LONDON -- Malicious software that can infect the hardware that comprises much of the core architecture of the Internet has allowed hackers to create what has been dubbed the "ultimate listening device."
The software, the origin of which is not publicly known, targets routers, which control the flow of traffic on the Internet. The hack, which replaces the routers' native operating system, lets attackers silently monitor, reroute and copy all online communications passing through that device.
Dubbed Synful Knock by the researchers at Mandiant, who revealed the situation Tuesday, it has so far been shown to be exploited in the wild only on Cisco Systems Inc. routers in four countries -- Mexico, Ukraine, Phillipines, and India.
"We have only been able to prove its existence in the wild for actual attacks on Cisco routers, but we actually believe that Huawei routers or Juniper routers have the same vulnerabilities and ultimately can be exploited in a similar way. The mass of the router architecture of the world is at risk," Dave DeWalt, the CEO of security company FireEye Inc. which owns Mandiant, told International Business Times.
The vulnerability relates to a router implant, which DeWalt describes as "a rewrite of an operating system for a router" and is one which was until now only known to exist as a theoretical flaw, and has never before been seen in the wild. This new attack vector is so hard to identify that it allows hackers to remain undetected on networks. It's believed the hackers accessed the routers through stolen passwords or credentials. Cisco in August alerted customers to the problem.
While most exploits typically attack the core systems of a network -- meaning they have breached a firewall, PC or mobile device -- by attacking routers those groups exploiting this vulnerability are attacking the edge of the network. "There is no amount of security spending in the world that could have found this or could have resolved this. All the security products and capabilities are focused inside the perimeter of an organization," DeWalt said.
The Ultimate Listening Device
While most people will be aware of routers as the devices which sit in the corner of their living rooms and connect them to the Internet, on a much larger scale they are used as the backbone for online communications around the world -- and this is why Synful Knock is so powerful:
"The vulnerability is the gateway to entire countries' infrastructure. The targets could be just about any company, any entity in that infrastructure. It is the ultimate listening device," DeWalt said.
Neither Mandiant or DeWalt would speculate on the specific identity of the attackers, but due to the hugely sophisticated nature of the attacks DeWalt believes that only nation states with deep resources and technical knowledge are capable of carrying them out. DeWalt added that multiple countries are actively using this exploit to spy on other nations and that this could exist in a lot more locations and a lot more countries.
Playing With The Brain Of The Internet
In order to exploit this security flaw, the attackers would need to implant a new operating system without taking the router offline, which is a highly difficult task.

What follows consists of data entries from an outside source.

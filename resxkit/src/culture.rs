//! Culture identity used as the map key for languages everywhere in the crate.

use std::{
    cmp::Ordering,
    fmt::{Display, Formatter},
    str::FromStr,
};

use isolang::Language;
use unic_langid::LanguageIdentifier;

use crate::error::Error;

/// Either the neutral (fallback) culture or one specific locale.
///
/// Ordering puts `Neutral` first, then specific cultures by their canonical tag.
#[derive(Debug, Clone, PartialEq, Eq, Hash)]
pub enum CultureKey {
    Neutral,
    Specific(LanguageIdentifier),
}

impl CultureKey {
    /// Parses a culture tag; the empty string is the neutral culture.
    pub fn parse(tag: &str) -> Result<Self, Error> {
        let tag = tag.trim();
        if tag.is_empty() {
            return Ok(CultureKey::Neutral);
        }
        tag.replace('_', "-")
            .parse::<LanguageIdentifier>()
            .map(CultureKey::Specific)
            .map_err(|_| Error::InvalidCulture(tag.to_string()))
    }

    /// Interprets a file-name segment (`Strings.de-DE.resx` → `de-DE`) as a culture.
    ///
    /// The language subtag must be written in lower case and be registered in ISO 639
    /// (two letters in part 1, three letters in part 3), so words like `Designer`, `Ui` or
    /// `Web` in `Form1.Designer.resx` or `Strings.Ui.resx` are not mistaken for cultures.
    pub fn from_file_segment(segment: &str) -> Option<Self> {
        let language = segment.split(['-', '_']).next()?;
        if !language.bytes().all(|b| b.is_ascii_lowercase()) {
            return None;
        }
        let registered = language != "und"
            && match language.len() {
                2 => Language::from_639_1(language).is_some(),
                3 => Language::from_639_3(language).is_some(),
                _ => false,
            };
        if !registered {
            return None;
        }
        match CultureKey::parse(segment) {
            Ok(CultureKey::Specific(id)) => Some(CultureKey::Specific(id)),
            _ => None,
        }
    }

    pub fn is_neutral(&self) -> bool {
        matches!(self, CultureKey::Neutral)
    }

    pub fn language_identifier(&self) -> Option<&LanguageIdentifier> {
        match self {
            CultureKey::Neutral => None,
            CultureKey::Specific(id) => Some(id),
        }
    }

    /// Canonical tag, empty for the neutral culture.
    pub fn tag(&self) -> String {
        match self {
            CultureKey::Neutral => String::new(),
            CultureKey::Specific(id) => id.to_string(),
        }
    }

    /// File-name suffix for this culture: `""` for neutral, `".de-DE"` otherwise.
    pub fn to_suffix(&self) -> String {
        match self {
            CultureKey::Neutral => String::new(),
            CultureKey::Specific(id) => format!(".{}", id),
        }
    }

    /// Human readable name used in messages and table headers.
    pub fn display_name(&self) -> String {
        match self {
            CultureKey::Neutral => "Neutral".to_string(),
            CultureKey::Specific(id) => id.to_string(),
        }
    }

    /// True if both keys share the same language subtag (`de` and `de-AT`).
    pub fn same_language(&self, other: &CultureKey) -> bool {
        match (self, other) {
            (CultureKey::Neutral, CultureKey::Neutral) => true,
            (CultureKey::Specific(a), CultureKey::Specific(b)) => a.language == b.language,
            _ => false,
        }
    }
}

impl Display for CultureKey {
    fn fmt(&self, f: &mut Formatter<'_>) -> std::fmt::Result {
        write!(f, "{}", self.tag())
    }
}

impl FromStr for CultureKey {
    type Err = Error;

    fn from_str(s: &str) -> Result<Self, Self::Err> {
        CultureKey::parse(s)
    }
}

impl From<LanguageIdentifier> for CultureKey {
    fn from(value: LanguageIdentifier) -> Self {
        CultureKey::Specific(value)
    }
}

impl Ord for CultureKey {
    fn cmp(&self, other: &Self) -> Ordering {
        match (self, other) {
            (CultureKey::Neutral, CultureKey::Neutral) => Ordering::Equal,
            (CultureKey::Neutral, CultureKey::Specific(_)) => Ordering::Less,
            (CultureKey::Specific(_), CultureKey::Neutral) => Ordering::Greater,
            (CultureKey::Specific(a), CultureKey::Specific(b)) => {
                a.to_string().cmp(&b.to_string())
            }
        }
    }
}

impl PartialOrd for CultureKey {
    fn partial_cmp(&self, other: &Self) -> Option<Ordering> {
        Some(self.cmp(other))
    }
}

#[cfg(test)]
mod tests {
    use super::*;

    fn culture(tag: &str) -> CultureKey {
        CultureKey::parse(tag).unwrap()
    }

    #[test]
    fn test_empty_tag_is_neutral() {
        assert_eq!(CultureKey::parse("").unwrap(), CultureKey::Neutral);
        assert!(CultureKey::parse("  ").unwrap().is_neutral());
    }

    #[test]
    fn test_underscore_tags_are_accepted() {
        assert_eq!(culture("de_DE"), culture("de-DE"));
        assert_eq!(culture("de-DE").tag(), "de-DE");
    }

    #[test]
    fn test_neutral_sorts_first() {
        let mut keys = vec![culture("fr"), CultureKey::Neutral, culture("de"), culture("de-AT")];
        keys.sort();
        assert_eq!(
            keys,
            vec![CultureKey::Neutral, culture("de"), culture("de-AT"), culture("fr")]
        );
    }

    #[test]
    fn test_file_segment_rules() {
        assert_eq!(CultureKey::from_file_segment("de"), Some(culture("de")));
        assert_eq!(CultureKey::from_file_segment("zh-Hans"), Some(culture("zh-Hans")));
        assert_eq!(CultureKey::from_file_segment("Designer"), None);
        assert_eq!(CultureKey::from_file_segment("Strings"), None);
        assert_eq!(CultureKey::from_file_segment("Form1"), None);
        assert_eq!(CultureKey::from_file_segment(""), None);
    }

    #[test]
    fn test_file_segment_requires_registered_language() {
        assert_eq!(CultureKey::from_file_segment("haw-US"), Some(culture("haw-US")));
        assert_eq!(CultureKey::from_file_segment("Ui"), None);
        assert_eq!(CultureKey::from_file_segment("Web"), None);
        assert_eq!(CultureKey::from_file_segment("ui"), None);
        assert_eq!(CultureKey::from_file_segment("xx-XX"), None);
        assert_eq!(CultureKey::from_file_segment("und"), None);
    }

    #[test]
    fn test_suffix_and_display() {
        assert_eq!(CultureKey::Neutral.to_suffix(), "");
        assert_eq!(culture("fr-CA").to_suffix(), ".fr-CA");
        assert_eq!(CultureKey::Neutral.display_name(), "Neutral");
        assert_eq!(culture("fr").to_string(), "fr");
    }

    #[test]
    fn test_invalid_tag() {
        assert!(matches!(
            CultureKey::parse("not a culture"),
            Err(Error::InvalidCulture(_))
        ));
    }

    #[test]
    fn test_same_language() {
        assert!(culture("de").same_language(&culture("de-CH")));
        assert!(!culture("de").same_language(&culture("fr")));
        assert!(!culture("de").same_language(&CultureKey::Neutral));
    }
}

You are playing with the brain of the internet, and if you make a mistake you could bring down the internet infrastructure of the world," DeWalt said.

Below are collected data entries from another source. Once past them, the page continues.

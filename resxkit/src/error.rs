//! All error types for the resxkit crate.
//!
//! Load errors are scoped to the entity whose file failed, edit rejections are kept
//! apart from I/O failures, and save errors always carry the file path.

use std::path::PathBuf;

use thiserror::Error;

#[derive(Error, Debug)]
pub enum Error {
    #[error("unknown format `{0}`")]
    UnknownFormat(String),

    #[error("XML parse error: {0}")]
    XmlParse(#[from] quick_xml::Error),

    #[error("JSON error: {0}")]
    Parse(#[from] serde_json::Error),

    #[error("CSV parse error: {0}")]
    CsvParse(#[from] csv::Error),

    #[error("I/O error: {0}")]
    Io(#[from] std::io::Error),

    #[error("failed to load `{}`: {message}", path.display())]
    Load { path: PathBuf, message: String },

    #[error("duplicate or empty keys in `{}`: {}", path.display(), keys.join(", "))]
    DuplicateKeys { path: PathBuf, keys: Vec<String> },

    #[error("`{entity}` ({culture}) is not editable")]
    EditRejected { entity: String, culture: String },

    #[error("failed to save `{}`: {source}", path.display())]
    Save {
        path: PathBuf,
        #[source]
        source: std::io::Error,
    },

    #[error("invalid culture `{0}`")]
    InvalidCulture(String),

    #[error("key `{0}` already exists")]
    KeyExists(String),

    #[error("key `{0}` not found")]
    KeyNotFound(String),

    #[error("invalid data: {0}")]
    DataMismatch(String),
}

impl Error {
    /// Creates a load error for the given file.
    pub fn load(path: impl Into<PathBuf>, message: impl Into<String>) -> Self {
        Error::Load {
            path: path.into(),
            message: message.into(),
        }
    }

    /// Wraps an I/O failure that happened while writing `path`.
    pub fn save(path: impl Into<PathBuf>, source: std::io::Error) -> Self {
        Error::Save {
            path: path.into(),
            source,
        }
    }

    pub fn is_edit_rejected(&self) -> bool {
        matches!(self, Error::EditRejected { .. })
    }

    /// True for every error raised while reading a resource document.
    pub fn is_load_error(&self) -> bool {
        matches!(
            self,
            Error::Load { .. } | Error::DuplicateKeys { .. } | Error::XmlParse(_)
        )
    }
}

#[cfg(test)]
mod tests {
    use super::*;
    use std::io;

    #[test]
    fn test_load_error_mentions_path() {
        let error = Error::load("a/Resources.resx", "missing root element");
        let display = error.to_string();
        assert!(display.contains("a/Resources.resx"));
        assert!(display.contains("missing root element"));
        assert!(error.is_load_error());
    }

    #[test]
    fn test_duplicate_keys_lists_keys() {
        let error = Error::DuplicateKeys {
            path: PathBuf::from("Strings.resx"),
            keys: vec!["Hello".to_string(), "".to_string()],
        };
        assert!(error.to_string().contains("Hello, "));
        assert!(error.is_load_error());
    }

    #[test]
    fn test_edit_rejected_is_distinguishable() {
        let error = Error::EditRejected {
            entity: "App/Resources".to_string(),
            culture: "de".to_string(),
        };
        assert!(error.is_edit_rejected());
        assert!(!Error::Io(io::Error::other("disk")).is_edit_rejected());
    }

    #[test]
    fn test_save_error_keeps_source() {
        let error = Error::save(
            "Strings.de.resx",
            io::Error::new(io::ErrorKind::PermissionDenied, "read-only"),
        );
        assert!(error.to_string().contains("Strings.de.resx"));
        assert!(std::error::Error::source(&error).is_some());
    }

    #[test]
    fn test_error_debug() {
        let error = Error::KeyNotFound("test".to_string());
        let debug = format!("{:?}", error);
        assert!(debug.contains("KeyNotFound"));
        assert!(debug.contains("test"));
    }
}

We Need To ReBoot The Internet
Because the issue is partly down to the way the Internet is built, fixing the problem is going to be all but impossible, according to FireEye's CEO:
"We need an Internet reboot. We need to re-image the operating systems of the routers in the world. We have to reset the encryption capabilities on the routers. And we have to reset the passcodes and authentication of all the routers -- and of course doing that is a pretty mammoth task."
In February, Kaspersky Lab published research into one of the most sophisticated cyber-espionage groups in the world, known as the Equation Group and linked to the U.S. government, revealing the use of a malicious implant which rewrote the firmware of a computer's hard drive in order to avoid detection and, like Synful Knock, persists on the infected device.
DeWalt said that these examples show that the "implants into core components of technology we take for granted -- things like disc drives or routers -- is emblematic of the cyber arms race we are seeing in the world today among nation states, all trying to gain an advantage on one another."
As the cyber-arms race accelerates, tools like Synful Knock will become increasingly powerful as countries look to gain an advantage over each other, and while some of the shock of learning about the capabilities of these tools has been muted since Edward Snowden's revelations, the fact that multiple nations are using this exploit to spy on other countries will be hugely worrying for all governments and citizens.
Next week U.S. President Barack Obama will meet Chinese President Xi Jinping and the White House has said it will raise concerns about the increase in Chinese hacking of U.S. government networks and those of U.S. industries.